<毎月第1・3火曜更新>「韓流ドラマ」にはまったく興味がなかった辛淑玉さんが、ある日突然ハマった「韓流沼」。隔週でおすすめドラマ1本とその見どころをディープにミーハーに解説します。韓国の芸能・歴史情報、小ネタも満載!!
17
刑務所のルールブック
(原題:賢い監房生活)
読者のマライカさんからのリクエスト!
今回は読者のマライカさんのリクエスト『刑務所のルールブック』。
パク・ヘス主演のこのドラマは、メジャーリーグでのデビューを目前にして、妹に暴行しようとした男に重傷を負わせてしまい、実刑判決を食らった野球選手のムショ暮らしと、そこで彼が出会う人たちを描く、人間再生物語である。
イラスト/西村オコ
主人公の周囲の人物に社会の様々な問題を入れ込む手法は韓ドラの定番だが、このドラマはいわゆる「犯罪者」「前科者」の人生に焦点を当てて、冤罪も含め、社会問題や汚職などをコミカルに描く。
それぞれの犯罪の背景にはそれぞれの事情があり、そんな受刑者たちと刑務官の人生が交錯する刑務所には、いじめも賄賂も人情もある。また受刑者たちは、ある意味「犯罪者」としてみな平等でもあるのだ。
主人公は野球バカの単純男。そこに、かつて共に野球に夢を見、今は刑務官として働く親友や、冤罪の弟のために奔走する兄や、ヤクザの父を探し当てたが名乗らずに面会をする娘、ちょっとひねた薬物中毒の財閥御曹司、貧しさゆえに犯罪を犯した人などの人生が重なり合う。
笑いながら泣けるシーンは毎回出てくる。
たとえば、出所間際に、取得した免許証を取り出して眺める元ヤクザの姿は、アウトローと呼ばれる社会で生きざるを得なかった若者たちの姿と重なって見えた。彼らの多くは、学校教育から締め出されているので学歴がない。だからこそ、生きるために必死で資格を取るのだ。そんな些細なシーンのひとつひとつの向こう側にリアルがある。

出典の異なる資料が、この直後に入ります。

//! IBAN checksum (ISO 7064 MOD 97-10) and structural parsing.

use std::fmt;

use chrono::NaiveDate;
use serde::{Deserialize, Serialize};

use super::country_data::{IbanElementKind, IbanRegistry};
use crate::core::checksum::mod97_folded;

/// Normalize an IBAN to its electronic form: no whitespace, upper case.
pub fn electronic_iban(iban: &str) -> String {
    iban.chars()
        .filter(|c| !c.is_whitespace())
        .map(|c| c.to_ascii_uppercase())
        .collect()
}

/// Verify the MOD 97-10 checksum of an IBAN.
///
/// Whitespace is ignored. Inputs shorter than 5 characters or containing
/// anything but ASCII letters and digits are invalid. No country layout is
/// consulted; use [`IbanRegistry::is_valid_iban`] for a full check.
pub fn is_valid_iban_checksum(iban: &str) -> bool {
    let iban = electronic_iban(iban);
    if iban.len() < 5 || !iban.is_ascii() {
        return false;
    }
    let rotated = format!("{}{}", &iban[4..], &iban[..4]);
    mod97_folded(&rotated) == Some(1)
}

/// Compute the two IBAN check digits for a country code and BBAN.
///
/// Returns `None` if either part contains non-alphanumeric characters.
pub fn calculate_iban_check_digits(country_code: &str, bban: &str) -> Option<String> {
    let bban = electronic_iban(bban);
    let country = country_code.to_ascii_uppercase();
    let remainder = mod97_folded(&format!("{bban}{country}00"))?;
    Some(format!("{:02}", 98 - remainder))
}

/// Why an IBAN was rejected.
#[derive(Debug, Clone, PartialEq, Eq)]
#[non_exhaustive]
pub enum IbanError {
    /// Fewer than 5 characters after removing whitespace.
    TooShort,
    /// A character other than A-Z / 0-9.
    InvalidCharacter(char),
    /// No IBAN layout is registered for the country.
    UnknownCountry(String),
    /// Wrong total length for the country.
    InvalidLength { expected: usize, actual: usize },
    /// A BBAN element violates its character class.
    InvalidElement { kind: IbanElementKind, value: String },
    /// The country mandates fixed check digits and they differ.
    FixedCheckDigits { expected: String, actual: String },
    /// MOD 97-10 verification failed.
    Checksum,
    /// The country's IBAN scheme is not in force on the given date.
    NotInForce(NaiveDate),
    /// The stored BBAN elements do not spell out the BBAN.
    ElementsMismatch,
}

impl fmt::Display for IbanError {
    fn fmt(&self, f: &mut fmt::Formatter<'_>) -> fmt::Result {
        match self {
            Self::TooShort => write!(f, "IBAN too short"),
            Self::InvalidCharacter(c) => write!(f, "IBAN contains invalid character '{c}'"),
            Self::UnknownCountry(cc) => write!(f, "no IBAN layout for country '{cc}'"),
            Self::InvalidLength { expected, actual } => {
                write!(f, "IBAN has {actual} characters, expected {expected}")
            }
            Self::InvalidElement { kind, value } => {
                write!(f, "IBAN element {kind:?} '{value}' has invalid characters")
            }
            Self::FixedCheckDigits { expected, actual } => {
                write!(f, "IBAN check digits must be {expected}, got {actual}")
            }
            Self::Checksum => write!(f, "IBAN checksum mismatch"),
            Self::NotInForce(date) => write!(f, "IBAN scheme not in force on {date}"),
            Self::ElementsMismatch => write!(f, "IBAN elements do not match the BBAN"),
        }
    }
}

impl std::error::Error for IbanError {}

/// A structurally valid IBAN with its BBAN split into elements.
///
/// Deserialized values are checked without a registry: electronic form,
/// MOD 97-10 and elements covering the BBAN.
#[derive(Debug, Clone, PartialEq, Eq, Serialize, Deserialize)]
#[serde(try_from = "IbanData")]
pub struct Iban {
    value: String,
    elements: Vec<(IbanElementKind, String)>,
}

#[derive(Deserialize)]
struct IbanData {
    value: String,
    elements: Vec<(IbanElementKind, String)>,
}

impl TryFrom<IbanData> for Iban {
    type Error = IbanError;

    fn try_from(data: IbanData) -> Result<Self, Self::Error> {
        let IbanData { value, elements } = data;
        if let Some(c) = value
            .chars()
            .find(|c| !c.is_ascii_digit() && !c.is_ascii_uppercase())
        {
            return Err(IbanError::InvalidCharacter(c));
        }
        if value.len() < 5 {
            return Err(IbanError::TooShort);
        }
        if !value[2..4].chars().all(|c| c.is_ascii_digit()) || !is_valid_iban_checksum(&value) {
            return Err(IbanError::Checksum);
        }
        let spelled: String = elements.iter().map(|(_, part)| part.as_str()).collect();
        if spelled != value[4..] {
            return Err(IbanError::ElementsMismatch);
        }
        Ok(Self { value, elements })
    }
}

impl Iban {
    /// Parse and fully validate an IBAN against the country layouts in `registry`.
    pub fn parse(input: &str, registry: &IbanRegistry) -> Result<Self, IbanError> {
        let value = electronic_iban(input);
        if let Some(c) = value.chars().find(|c| !c.is_ascii_alphanumeric()) {
            return Err(IbanError::InvalidCharacter(c));
        }
        if value.len() < 5 {
            return Err(IbanError::TooShort);
        }

        let country = &value[..2];
        let data = registry
            .country(country)
            .ok_or_else(|| IbanError::UnknownCountry(country.to_string()))?;

        if value.len() != data.expected_length() {
            return Err(IbanError::InvalidLength {
                expected: data.expected_length(),
                actual: value.len(),
            });
        }

        let check_digits = &value[2..4];
        if !check_digits.chars().all(|c| c.is_ascii_digit()) {
            return Err(IbanError::Checksum);
        }
        if let Some(fixed) = data.fixed_check_digits() {
            if fixed != check_digits {
                return Err(IbanError::FixedCheckDigits {
                    expected: fixed.to_string(),
                    actual: check_digits.to_string(),
                });
            }
        }

        let mut elements = Vec::with_capacity(data.elements().len());
        let mut offset = 4;
        for element in data.elements() {
            let part = &value[offset..offset + element.length];
            if !part.chars().all(|c| element.charset.matches(c)) {
                return Err(IbanError::InvalidElement {
                    kind: element.kind,
                    value: part.to_string(),
                });
            }
            elements.push((element.kind, part.to_string()));
            offset += element.length;
        }

        if !is_valid_iban_checksum(&value) {
            return Err(IbanError::Checksum);
        }

        Ok(Self { value, elements })
    }

    /// Like [`Iban::parse`], additionally requiring the country's scheme to
    /// be in force on `date`.
    pub fn parse_at(
        input: &str,
        registry: &IbanRegistry,
        date: NaiveDate,
    ) -> Result<Self, IbanError> {
        let iban = Self::parse(input, registry)?;
        let in_force = registry
            .country(iban.country_code())
            .is_some_and(|data| data.is_valid_at(date));
        if !in_force {
            return Err(IbanError::NotInForce(date));
        }
        Ok(iban)
    }

    pub fn country_code(&self) -> &str {
        &self.value[..2]
    }

    pub fn check_digits(&self) -> &str {
        &self.value[2..4]
    }

    pub fn bban(&self) -> &str {
        &self.value[4..]
    }

    /// Electronic form (no spaces).
    pub fn as_str(&self) -> &str {
        &self.value
    }

    /// First BBAN element of the given kind.
    pub fn element(&self, kind: IbanElementKind) -> Option<&str> {
        self.elements
            .iter()
            .find(|(k, _)| *k == kind)
            .map(|(_, v)| v.as_str())
    }

    /// All BBAN elements in layout order.
    pub fn elements(&self) -> &[(IbanElementKind, String)] {
        &self.elements
    }

    /// Print form: groups of four separated by single spaces.
    pub fn formatted(&self) -> String {
        self.value
            .as_bytes()
            .chunks(4)
            .map(|chunk| std::str::from_utf8(chunk).unwrap_or_default())
            .collect::<Vec<_>>()
            .join(" ")
    }
}

impl fmt::Display for Iban {
    fn fmt(&self, f: &mut fmt::Formatter<'_>) -> fmt::Result {
        f.write_str(&self.formatted())
    }
}

impl IbanRegistry {
    /// Full IBAN check: country layout, element charsets, fixed check digits
    /// and MOD 97-10.
    pub fn is_valid_iban(&self, iban: &str) -> bool {
        Iban::parse(iban, self).is_ok()
    }

    /// [`IbanRegistry::is_valid_iban`] restricted to schemes in force on `date`.
    pub fn is_valid_iban_at(&self, iban: &str, date: NaiveDate) -> bool {
        Iban::parse_at(iban, self, date).is_ok()
    }

    /// Parse an IBAN against this registry.
    pub fn parse(&self, iban: &str) -> Result<Iban, IbanError> {
        Iban::parse(iban, self)
    }
}

#[cfg(test)]
mod tests {
    use super::*;
    use crate::bank::IbanCountryData;

    fn registry() -> IbanRegistry {
        IbanRegistry::bundled().unwrap()
    }

    #[test]
    fn checksum_valid() {
        assert!(is_valid_iban_checksum("DE89370400440532013000"));
        assert!(is_valid_iban_checksum("DE89 3704 0044 0532 0130 00"));
        assert!(is_valid_iban_checksum("gb82west12345698765432"));
    }

    #[test]
    fn checksum_invalid() {
        assert!(!is_valid_iban_checksum("DE88370400440532013000"));
        assert!(!is_valid_iban_checksum("DE89"));
        assert!(!is_valid_iban_checksum(""));
        assert!(!is_valid_iban_checksum("DE89-3704-0044-0532-0130-00"));
        assert!(!is_valid_iban_checksum("DE89370400440532013ÄÖ"));
    }

    #[test]
    fn check_digit_calculation() {
        assert_eq!(calculate_iban_check_digits("DE", "370400440532013000").as_deref(), Some("89"));
        assert_eq!(calculate_iban_check_digits("GB", "WEST12345698765432").as_deref(), Some("82"));
        assert_eq!(calculate_iban_check_digits("BE", "539007547034").as_deref(), Some("68"));
        assert_eq!(calculate_iban_check_digits("DE", "37-04"), None);
    }

    #[test]
    fn parse_exposes_elements() {
        let iban = Iban::parse("DE89 3704 0044 0532 0130 00", &registry()).unwrap();
        assert_eq!(iban.country_code(), "DE");
        assert_eq!(iban.check_digits(), "89");
        assert_eq!(iban.bban(), "370400440532013000");
        assert_eq!(iban.element(IbanElementKind::BankCode), Some("37040044"));
        assert_eq!(iban.element(IbanElementKind::AccountNumber), Some("0532013000"));
        assert_eq!(iban.element(IbanElementKind::BranchCode), None);
        assert_eq!(iban.formatted(), "DE89 3704 0044 0532 0130 00");
        assert_eq!(iban.to_string(), iban.formatted());
    }

    #[test]
    fn parse_errors() {
        let r = registry();
        assert_eq!(Iban::parse("DE89", &r), Err(IbanError::TooShort));
        assert_eq!(
            Iban::parse("ZZ89370400440532013000", &r),
            Err(IbanError::UnknownCountry("ZZ".into()))
        );
        assert_eq!(
            Iban::parse("DE8937040044053201300", &r),
            Err(IbanError::InvalidLength {
                expected: 22,
                actual: 21
            })
        );
        assert_eq!(Iban::parse("DE88370400440532013000", &r), Err(IbanError::Checksum));
        assert!(matches!(
            Iban::parse("DE89 3704 0044 0532 0130 0!", &r),
            Err(IbanError::InvalidCharacter('!'))
        ));
    }

    #[test]
    fn element_charset_enforced() {
        // GB bank code must be letters.
        let err = Iban::parse("GB82123412345698765432", &registry()).unwrap_err();
        assert!(matches!(
            err,
            IbanError::InvalidElement {
                kind: IbanElementKind::BankCode,
                ..
            }
        ));
    }

    #[test]
    fn fixed_check_digits_enforced() {
        let r = registry();
        assert!(r.is_valid_iban("BA391290079401028494"));
        // Checksum-correct IBAN for BA with check digits other than 39.
        let bban = "1290079401028495";
        let digits = calculate_iban_check_digits("BA", bban).unwrap();
        assert_ne!(digits, "39");
        let err = Iban::parse(&format!("BA{digits}{bban}"), &r).unwrap_err();
        assert!(matches!(err, IbanError::FixedCheckDigits { .. }));
    }

    #[test]
    fn validity_period_applied() {
        let d = |y, m, day| NaiveDate::from_ymd_opt(y, m, day).unwrap();
        let de = IbanCountryData::new("DE", 22, "B8n A10n")
            .unwrap()
            .with_validity(Some(d(2008, 1, 1)), None);
        let r = IbanRegistry::from_entries([de]).unwrap();
        assert!(r.is_valid_iban_at("DE89370400440532013000", d(2024, 1, 1)));
        assert!(!r.is_valid_iban_at("DE89370400440532013000", d(2007, 12, 31)));
        assert!(r.is_valid_iban("DE89370400440532013000"));
    }
}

思えば、韓国で地下鉄に乗ると、いわゆるシルバーシートの上の案内文には、「目の前の人は、そうは見えなくても、昨日徹夜で仕事をした人かもしれない」「耳が聞こえない個性の人かもしれない」といった、いくつもの“かもしれない”が書かれていた。
要は、「ぱっと見で人を決めつけてはいけない」ということだ。そうした問いかけを、韓国社会では日常的に目にする。想像力こそが人間らしさの源であると言うかのようだ。

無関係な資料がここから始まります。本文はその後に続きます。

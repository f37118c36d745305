use masterdata::bank::{Bic, IbanRegistry};
use masterdata::barcode::{ChecksumMode, Ean13, compact_upca, isbn10_to_isbn13};
use masterdata::leitweg::LeitwegId;
use masterdata::vat::VatinStructures;

fn main() -> Result<(), Box<dyn std::error::Error>> {
    println!("=== IBAN ===\n");

    let registry = IbanRegistry::bundled()?;
    let ibans = [
        "DE89 3704 0044 0532 0130 00",
        "AT61 1904 3002 3457 3201",
        "GB82 WEST 1234 5698 7654 33", // wrong checksum
        "BA40 1290 0794 0102 8494",    // fixed check digits violated
        "US64 SVBK US6S 3300 9588 79", // no IBAN country
    ];
    for iban in &ibans {
        match registry.parse(iban) {
            Ok(parsed) => println!("  {iban} => valid, BBAN {}", parsed.bban()),
            Err(e) => println!("  {iban} => INVALID: {e}"),
        }
    }

    println!("\n=== BIC ===\n");

    for bic in ["COBADEFFXXX", "bkauatww", "DEUTZZFF"] {
        match Bic::parse(bic) {
            Ok(parsed) => println!("  {bic} => {} (branch {:?})", parsed.to_bic11(), parsed.branch_code()),
            Err(e) => println!("  {bic} => INVALID: {e}"),
        }
    }

    println!("\n=== VATIN ===\n");

    let structures = VatinStructures::bundled()?;
    for vatin in ["DE123456789", "ATU13585627", "EL094259216", "DE012345678"] {
        match structures.validate_vatin(vatin) {
            Ok(v) => println!("  {vatin} => valid (prefix={}, number={})", v.prefix, v.number),
            Err(e) => println!("  {vatin} => {e}"),
        }
    }

    println!("\n=== Leitweg-ID ===\n");

    for id in ["04011000-1234512345-06", "04011000-1234512345-07", "991-33333TEST-88"] {
        match LeitwegId::parse(id) {
            Ok(parsed) => println!("  {id} => valid (coarse={})", parsed.coarse()),
            Err(e) => println!("  {id} => INVALID: {e}"),
        }
    }

    println!("\n=== Barcodes ===\n");

    println!("  EAN-13 400638133393 => {}", Ean13::new("400638133393").with_correct_checksum()?);
    match compact_upca("042100005264", ChecksumMode::Check)? {
        Some(upce) => println!("  UPC-A 042100005264 => UPC-E {upce}"),
        None => println!("  UPC-A 042100005264 => not compactable"),
    }
    if let Some(isbn13) = isbn10_to_isbn13("0-321-31255-4") {
        println!("  ISBN 0-321-31255-4 => {isbn13}");
    }

    Ok(())
}
// SPDX-License-Identifier: Apache-2.0 OR MIT
// Copyright (c) 2025-2026 naskel.com

//! Asynchronous GPU transfer engine.
//!
//! Application threads hand buffer and image copy requests to a dedicated
//! transfer queue without blocking, and poll for completion through an
//! opaque [`Handle`]. A single worker thread owns the GPU-facing state: a
//! rotating pool of command buffers and fences, and a bounded FIFO feeding
//! it. This crate never names a concrete graphics API — implement
//! [`gpu::GpuBackend`] over whatever one you have wired up.
//!
//! ```ignore
//! use transfer_engine::{BufferToBufferRequest, Engine, EngineConfig};
//!
//! let mut engine = Engine::init(my_backend, EngineConfig::new())?;
//! let handle = engine.allocate_handle().unwrap();
//! engine.submit_buffer_to_buffer(BufferToBufferRequest {
//!     handle,
//!     src,
//!     dst,
//!     dst_access_mask: 0,
//!     dst_stage_mask: 0,
//! });
//!
//! // Elsewhere, on any thread:
//! let _status = engine.status(handle);
//! ```

mod config;
mod containers;
mod engine;
mod error;
pub mod gpu;
mod handle;
mod pool;
mod queue;
mod request;
mod rotation;
mod status;
mod worker;

pub use config::EngineConfig;
pub use engine::Engine;
pub use error::{Error, ErrorKind, ErrorRecord, InternalError};
pub use handle::Handle;
pub use request::{BufferToBufferRequest, BufferToImageRequest, ImageToImageRequest};
pub use status::TransferStatus;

この作品は、そんな韓国社会の「情」とつながるからこそ社会的ブームにもなったのだろう。
ちなみに、刑務所で受刑者がどう扱われているかを見ればその国の人権感覚がわかる、と言われている。
人間再生の物語である『刑務所のルールブック』は、人は人によって生きる力を得るという強力なメッセージを伝えているが、舞台となる刑務所自体は旧態依然とした前近代的なものだ。
しかし、たとえばイタリアのミラノにある刑務所は、受刑者への懲罰ではなく「更生」を目的として作られている。そこには囚人服もなければ、房に鍵をかけられることもない。
所内には図書館もあり、希望すれば、たとえ殺人犯でも大学の授業が受けられる。
受刑者たちは自分たちで雑誌を発行し、サークル活動もたくさんあった。所内にあるブティックは原宿のリサイクルショップみたいで、私など受刑者や刑務官と一緒に「ベラチャオ」を歌いまくり、皮製品のお土産までもらった。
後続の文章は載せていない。